SCROLL TO CONTINUE WITH CONTENT

Tuntutan tersebut dibacakan jaksa dalam persidangan yang digelar pada Kamis (10/9). Jaksa meyakini terdakwa bersalah melakukan tindak pidana pembunuhan berencana.

Agenda sidang berikutnya ialah mendengarkan pembelaan terdakwa atau pleidoi. Sidang pleidoi akan digelar pada Kamis (17/9).

Awal Mula Kasus

Dalam dakwaan jaksa, kasus ini terjadi pada 20 Maret 2026. Jaksa menyebut terdakwa cemburu terhadap korban DA yang merupakan istri sirinya.

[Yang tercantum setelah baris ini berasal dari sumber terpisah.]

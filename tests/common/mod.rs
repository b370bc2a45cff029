// Native test double for the SCS entry points.
//
// Each entry point is a plain `extern "C"` function that reads the flat
// records through raw pointers, exactly as the native library would,
// and records what it saw in thread local state.

#![allow(dead_code)]
#![allow(non_snake_case)]

use scsbridge::algebra::*;
use scsbridge::solver::ffi::*;
use scsbridge::solver::*;
use std::cell::RefCell;
use std::ffi::CStr;
use std::io::Write;

/// Everything the native side observed during the last call
#[derive(Debug, Clone, Default)]
pub struct Seen {
    pub m: usize,
    pub n: usize,
    pub A: Option<CscMatrix<ScsFloat>>,
    pub P: Option<CscMatrix<ScsFloat>>,
    pub b: Vec<ScsFloat>,
    pub c: Vec<ScsFloat>,
    pub cone: ScsCone,
    pub settings: Option<ScsSettings>,
    pub initial: ScsSolution,
    // names of pointer fields that were passed as null
    pub null_fields: Vec<&'static str>,
}

#[derive(Debug, Clone)]
pub struct MockState {
    pub exit_flag: ScsInt,
    pub solve_calls: usize,
    pub validate_calls: usize,
    pub write_calls: usize,
    pub seen: Option<Seen>,
}

impl Default for MockState {
    fn default() -> Self {
        Self {
            exit_flag: 1,
            solve_calls: 0,
            validate_calls: 0,
            write_calls: 0,
            seen: None,
        }
    }
}

thread_local! {
    static MOCK: RefCell<MockState> = RefCell::new(MockState::default());
}

/// reset the test double and set the exit flag of the next solve
pub fn reset_mock(exit_flag: ScsInt) {
    MOCK.with(|m| {
        *m.borrow_mut() = MockState {
            exit_flag,
            ..MockState::default()
        }
    });
}

pub fn mock_state() -> MockState {
    MOCK.with(|m| m.borrow().clone())
}

/// table with every entry point
pub fn mock_api() -> ScsApi {
    ScsApi {
        scs: mock_scs,
        set_default_settings: mock_set_default_settings,
        version: mock_version,
        validate_cones: Some(mock_validate_cones),
        write_data: Some(mock_write_data),
    }
}

/// table of a native version without validator and data writer
pub fn legacy_api() -> ScsApi {
    ScsApi {
        validate_cones: None,
        write_data: None,
        ..mock_api()
    }
}

/// quiet default settings
pub fn quiet_settings() -> ScsSettings {
    ScsSettings {
        verbose: false,
        ..ScsSettings::default()
    }
}

// -------------------------------------
// raw record readers
// -------------------------------------

unsafe fn read_slice<T: Copy>(
    ptr: *const T,
    len: usize,
    field: &'static str,
    nulls: &mut Vec<&'static str>,
) -> Vec<T> {
    if ptr.is_null() {
        nulls.push(field);
        return Vec::new();
    }
    std::slice::from_raw_parts(ptr, len).to_vec()
}

unsafe fn output_slice<'a>(
    ptr: *mut ScsFloat,
    len: usize,
    field: &'static str,
    nulls: &mut Vec<&'static str>,
) -> &'a mut [ScsFloat] {
    if ptr.is_null() {
        nulls.push(field);
        &mut []
    } else {
        std::slice::from_raw_parts_mut(ptr, len)
    }
}

unsafe fn read_matrix(
    M: *const ScsMatrixFFI,
    field: &'static str,
    nulls: &mut Vec<&'static str>,
) -> Option<CscMatrix<ScsFloat>> {
    if M.is_null() {
        nulls.push(field);
        return None;
    }
    let M = &*M;
    let n = M.n as usize;
    let colptr = std::slice::from_raw_parts(M.p, n + 1).to_vec();
    let nnz = colptr[n] as usize;
    let rowval = read_slice(M.i, nnz, "i", nulls);
    let nzval = read_slice(M.x, nnz, "x", nulls);
    Some(CscMatrix {
        m: M.m as usize,
        n,
        colptr,
        rowval,
        nzval,
    })
}

unsafe fn read_problem(d: *const ScsDataFFI, k: *const ScsConeFFI) -> Seen {
    let mut nulls = Vec::new();
    let d = &*d;
    let k = &*k;
    let (m, n) = (d.m as usize, d.n as usize);

    let A = read_matrix(d.A, "A", &mut nulls);
    let P = read_matrix(d.P, "P", &mut nulls);
    let b = read_slice(d.b, m, "b", &mut nulls);
    let c = read_slice(d.c, n, "c", &mut nulls);

    let bbox = if k.bsize > 0 {
        let len = k.bsize as usize - 1;
        Some(BoxCone {
            bl: read_slice(k.bl, len, "bl", &mut nulls),
            bu: read_slice(k.bu, len, "bu", &mut nulls),
        })
    } else {
        None
    };
    let q = read_slice(k.q, k.qsize as usize, "q", &mut nulls);
    let s = read_slice(k.s, k.ssize as usize, "s", &mut nulls);
    let p = read_slice(k.p, k.psize as usize, "p", &mut nulls);

    let cone = ScsCone {
        z: k.z as usize,
        l: k.l as usize,
        bbox,
        q: q.into_iter().map(|v| v as usize).collect(),
        s: s.into_iter().map(|v| v as usize).collect(),
        ep: k.ep as usize,
        ed: k.ed as usize,
        p,
    };

    Seen {
        m,
        n,
        A,
        P,
        b,
        c,
        cone,
        null_fields: nulls,
        ..Seen::default()
    }
}

// -------------------------------------
// entry points
// -------------------------------------

extern "C" fn mock_scs(
    d: *const ScsDataFFI,
    k: *const ScsConeFFI,
    stgs: *const ScsSettingsFFI,
    sol: *mut ScsSolutionFFI,
    info: *mut ScsInfo,
) -> ScsInt {
    let exit_flag = MOCK.with(|m| m.borrow().exit_flag);

    unsafe {
        let mut seen = read_problem(d, k);
        seen.settings = (*stgs).to_settings().ok();

        let sol = &*sol;
        let (m, n) = (seen.m, seen.n);
        let nulls = &mut seen.null_fields;
        let x = output_slice(sol.x, n, "sol.x", nulls);
        let y = output_slice(sol.y, m, "sol.y", nulls);
        let s = output_slice(sol.s, m, "sol.s", nulls);
        seen.initial = ScsSolution {
            x: x.to_vec(),
            y: y.to_vec(),
            s: s.to_vec(),
        };

        // a recognizable answer on success, garbage otherwise
        let fill = |v: &mut [ScsFloat], base: ScsFloat| {
            for (i, vi) in v.iter_mut().enumerate() {
                *vi = if exit_flag >= 0 {
                    base + i as ScsFloat
                } else {
                    ScsFloat::NAN
                };
            }
        };
        fill(x, 1.);
        fill(y, 10.);
        fill(s, 100.);

        let info = &mut *info;
        info.iter = 7;
        info.status_val = exit_flag;
        info.pobj = -1.5;
        info.set_status(if exit_flag >= 0 { "solved" } else { "failure" });
        info.set_lin_sys_solver("sparse-direct-amd-qdldl");

        MOCK.with(|m| {
            let mut m = m.borrow_mut();
            m.solve_calls += 1;
            m.seen = Some(seen);
        });
    }
    exit_flag
}

extern "C" fn mock_set_default_settings(stgs: *mut ScsSettingsFFI) {
    let stgs = unsafe { &mut *stgs };
    stgs.normalize = 1;
    stgs.scale = 0.1;
    stgs.adaptive_scale = 1;
    stgs.rho_x = 1e-6;
    stgs.max_iters = 100_000;
    stgs.eps_abs = 1e-4;
    stgs.eps_rel = 1e-4;
    stgs.eps_infeas = 1e-7;
    stgs.alpha = 1.5;
    stgs.time_limit_secs = 0.;
    stgs.verbose = 1;
    stgs.warm_start = 0;
    stgs.acceleration_lookback = 10;
    stgs.acceleration_interval = 10;
    stgs.write_data_filename = std::ptr::null();
    stgs.log_csv_filename = std::ptr::null();
}

extern "C" fn mock_version() -> *const libc::c_char {
    b"3.2.4\0".as_ptr() as *const libc::c_char
}

// follows the checks of the native cone validator
extern "C" fn mock_validate_cones(d: *const ScsDataFFI, k: *const ScsConeFFI) -> ScsInt {
    let seen = unsafe { read_problem(d, k) };
    let cone = &seen.cone;

    let bad_rows = cone.rows() != seen.m;
    let bad_box = cone
        .bbox
        .as_ref()
        .map_or(false, |bbox| bbox.bl.iter().zip(&bbox.bu).any(|(l, u)| l > u));
    let bad_power = cone.p.iter().any(|&p| !(-1. ..=1.).contains(&p));
    let code = if bad_rows || bad_box || bad_power { -1 } else { 0 };

    MOCK.with(|m| {
        let mut m = m.borrow_mut();
        m.validate_calls += 1;
        m.seen = Some(seen);
    });
    code
}

// writes a one line summary instead of the native binary format
extern "C" fn mock_write_data(
    d: *const ScsDataFFI,
    k: *const ScsConeFFI,
    stgs: *const ScsSettingsFFI,
) {
    unsafe {
        let seen = read_problem(d, k);
        let stgs = &*stgs;
        if !stgs.write_data_filename.is_null() {
            if let Ok(path) = CStr::from_ptr(stgs.write_data_filename).to_str() {
                if let Ok(mut file) = std::fs::File::create(path) {
                    let nnz = seen.A.as_ref().map_or(0, |A| A.nnz());
                    let _ = writeln!(file, "m={} n={} nnz(A)={}", seen.m, seen.n, nnz);
                }
            }
        }
        MOCK.with(|m| m.borrow_mut().write_calls += 1);
    }
}

// -------------------------------------
// problem data
// -------------------------------------

/// maximize x + y subject to sqrt(x^2 + y^2) <= sqrt(2), x, y >= 0
///
/// 5 x 2 second order cone problem with cones {l: 2, q: [3]}
pub fn basic_socp() -> (ScsData, ScsCone) {
    let A = CscMatrix::from(&[
        [-1., 0.], // x >= 0
        [0., -1.], // y >= 0
        [0., 0.],  //
        [-1., 0.], //
        [0., -1.], //
    ]);
    let b = vec![0., 0., (2.0 as ScsFloat).sqrt(), 0., 0.];
    let c = vec![-1., -1.];
    let cone = ScsCone {
        l: 2,
        q: vec![3],
        ..ScsCone::default()
    };
    (ScsData::new(A, None, b, c), cone)
}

Jaksa mengatakan terdakwa telah melakukan talak 3 atau menceraikan korban yang dituduhnya memiliki hubungan dengan pria lain. Terdakwa kemudian menghampiri korban DA di kontrakan di Bambu Apus, Cipayung, Kota Jakarta Timur, sambil membawa pisau.

Selain pisau, terdakwa juga disebut membawa gagang kayu saat mendatangi kontrakan korban. Terdakwa kemudian masuk ke dalam kontrakan korban dan menguncinya.

Korban disebut sempat mempertanyakan tujuan kedatangan terdakwa. Jaksa mengatakan terdakwa dan korban kemudian terlibat cekcok. Korban mengusir terdakwa dari kontrakan itu.

"Namun, terdakwa tidak menghiraukan dan menyuruh korban DA untuk duduk di sebelah terdakwa, tetapi korban menolaknya sambil berteriak minta tolong karena terdakwa tidak mau pergi," ujar jaksa.

Terdakwa lalu mengeluarkan pisau sambil menempelkan pisau tersebut ke leher korban. Korban melawan, lalu terdakwa menyayat leher korban menggunakan pisau tersebut hingga menyebabkan korban tewas.

Jaksa mengatakan terdakwa meninggalkan lokasi, bertemu dengan istri pertamanya untuk menyerahkan sepeda motor, lalu kabur. Terdakwa disebut melarikan diri dengan bus menuju Sumatera. Terdakwa ditangkap oleh polisi di Tol Tangerang-Merak.